The Lord’s Resistance Army (LRA), which originated in Uganda, is a prime example of how a foreign non-state security actor can affect the everyday lives of people living at the CAR’s periphery. Since late 2008, the LRA has caused thousands of people in the east of the country to flee to Obo, the capital of Haut-Mbomou prefecture.[108] The border triangle between the CAR, the DRC and South Sudan is sparsely populated, and its proximity to Sudan, which has been supporting the LRA for decades, makes the CAR a perfect hideout for the LRA.[109] In response, the Ugandan People’s Defence Force (UPDF) has been stationed in eastern CAR since 2009, and since 2011 the United States (US) has been supporting the UPDF with ‘special advisers’. All three CAR presidents since 2009 – including Djotodia, despite the Ugandan army’s clashes with Séléka[110] – have formally approved the presence of the Ugandan and US armies on their soil, which operate entirely independently of Bangui. Their supplies and travel, etc., are all organised from their bases in Entebbe, Uganda. The Sudanese government is opposed to the presence of US and Ugandan armies across its borders, which has been one of its motivations in supporting not only the LRA but also the Séléka.[111]

Uganda could be interested in joining the current UN mission, MINUSCA, especially since in practice its troops are already involved in protection in the CAR (see Box 2.2).[112] In addition to its search for the LRA and its leader, Joseph Kony, the UPDF is said to be involved in a variety of business activities. For example, it has the monopoly on transport to South Sudan and is involved in trade. This makes people in the east of the CAR dependent on the Ugandan army not only for their security but also for their goods and supplies.

Box 2.2 Sharing sovereignty in ‘L’ancien Centrafrique’

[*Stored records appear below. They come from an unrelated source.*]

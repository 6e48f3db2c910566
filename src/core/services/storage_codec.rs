use secrecy::SecretString;
use zeroize::Zeroizing;

use crate::core::errors::{KeysealError, Result};
use crate::core::models::envelope::SealedStorage;
use crate::core::models::message::Compression;
use crate::core::models::storage_record::StorageRecord;
use crate::core::services::identity_container::{ActiveIdentity, IdentityContainer, copy_secret};
use crate::core::traits::engine::CryptoEngine;

impl<E: CryptoEngine> IdentityContainer<E> {
    /// Encrypt the identity's key pair into a storage envelope under its
    /// own passphrase, with zlib compression.
    pub fn seal(&self) -> Result<SealedStorage> {
        let active = self.require_active()?;

        let record = StorageRecord {
            public_key: active.public_key_armored.clone(),
            private_key: active.private_key_armored.clone(),
        };
        let json = Zeroizing::new(record.to_json()?);

        let envelope =
            self.engine()
                .encrypt_symmetric(json.as_bytes(), &active.passphrase, Compression::Zlib)?;

        tracing::debug!(
            fingerprint = %active.fingerprint,
            bytes = envelope.as_str().len(),
            "identity sealed"
        );
        Ok(SealedStorage::new(envelope))
    }

    /// Seal the identity and return only the `data:` URI form.
    pub fn generate_secure_file(&self) -> Result<String> {
        Ok(self.seal()?.download_uri)
    }

    /// Restore an identity from a storage envelope.
    ///
    /// All-or-nothing: decrypt, validate the payload, parse and unlock the
    /// keys, and only then replace the current state. Any failure leaves the
    /// container untouched.
    pub fn unseal(&mut self, envelope: &str, passphrase: &SecretString) -> Result<()> {
        let state = self.prepare_unseal(envelope, passphrase)?;
        self.bind(state, "identity restored from envelope");
        Ok(())
    }

    pub(super) fn prepare_unseal(
        &self,
        envelope: &str,
        passphrase: &SecretString,
    ) -> Result<ActiveIdentity<E>> {
        let payload = Zeroizing::new(self.engine().decrypt_symmetric(envelope, passphrase)?);

        let text = std::str::from_utf8(&payload).map_err(|_| KeysealError::MalformedContainer {
            detail: "payload is not valid UTF-8".into(),
        })?;
        let record = StorageRecord::from_json(text)?;

        self.derive_active(record.public_key, record.private_key, copy_secret(passphrase))
    }

    /// Structural check that `candidate` is an envelope, without decrypting it.
    pub fn validate_envelope(&self, candidate: &str) -> bool {
        match self.engine().parse_message(candidate) {
            Ok(()) => true,
            Err(e) => {
                tracing::debug!(error = %e, "envelope rejected");
                false
            }
        }
    }
}
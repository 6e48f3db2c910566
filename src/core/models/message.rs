use serde::{Deserialize, Serialize};

/// Compression applied to a message body before encryption.
#[derive(Debug, Clone, Copy, PartialEq, Eq, Default, Serialize, Deserialize)]
#[serde(rename_all = "lowercase")]
pub enum Compression {
    #[default]
    None,
    Zlib,
}

/// Whether an outbound asymmetric message is signed by the sending identity.
#[derive(Debug, Clone, Copy, PartialEq, Eq)]
pub enum Signing {
    /// Sign with the container's own unlocked key.
    WithOwnKey,
    /// Encrypt only.
    None,
}

/// Outcome of the signature step of an asymmetric decryption.
///
/// A failed verification is never represented here; it is reported as
/// `KeysealError::SignatureVerificationFailed` instead.
#[derive(Debug, Clone, PartialEq, Eq)]
pub enum Verification {
    /// No sender key was supplied. `signed` tells whether the message
    /// carried a signature at all.
    NotRequested { signed: bool },
    /// The embedded signature verified against the supplied sender key.
    Verified { signer_fingerprint: String },
}

impl Verification {
    pub fn is_verified(&self) -> bool {
        matches!(self, Self::Verified { .. })
    }
}

/// Plaintext recovered from an asymmetric envelope.
#[derive(Debug, Clone, PartialEq, Eq)]
pub struct DecryptedMessage {
    pub plaintext: Vec<u8>,
    pub verification: Verification,
}

impl DecryptedMessage {
    /// Plaintext as UTF-8, if it is valid text.
    pub fn text(&self) -> Option<&str> {
        std::str::from_utf8(&self.plaintext).ok()
    }
}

“If you are travelling to Obo, you will see the old Central African Republic,” remarked a Muslim trader in Bangassou during an interview. He was referring to the fact that Obo, and Haut-Mbomou prefecture in general, has remained untouched by the crisis that hit the country in late 2012. Although the Séléka made two attempts to access the far-east of the country, it failed due to the presence of the Ugandan army (UPDF). Muslims and Christians still live peacefully together and share everyday governance of the town. Even FACA, which has been dismantled in Bangui, is still active in Obo, although 250 of its 300 troops have deserted since the Séléka took power and allowances remained unpaid. The only apparent result of Djotodia’s short stay in power has been the appointment of a new prefect.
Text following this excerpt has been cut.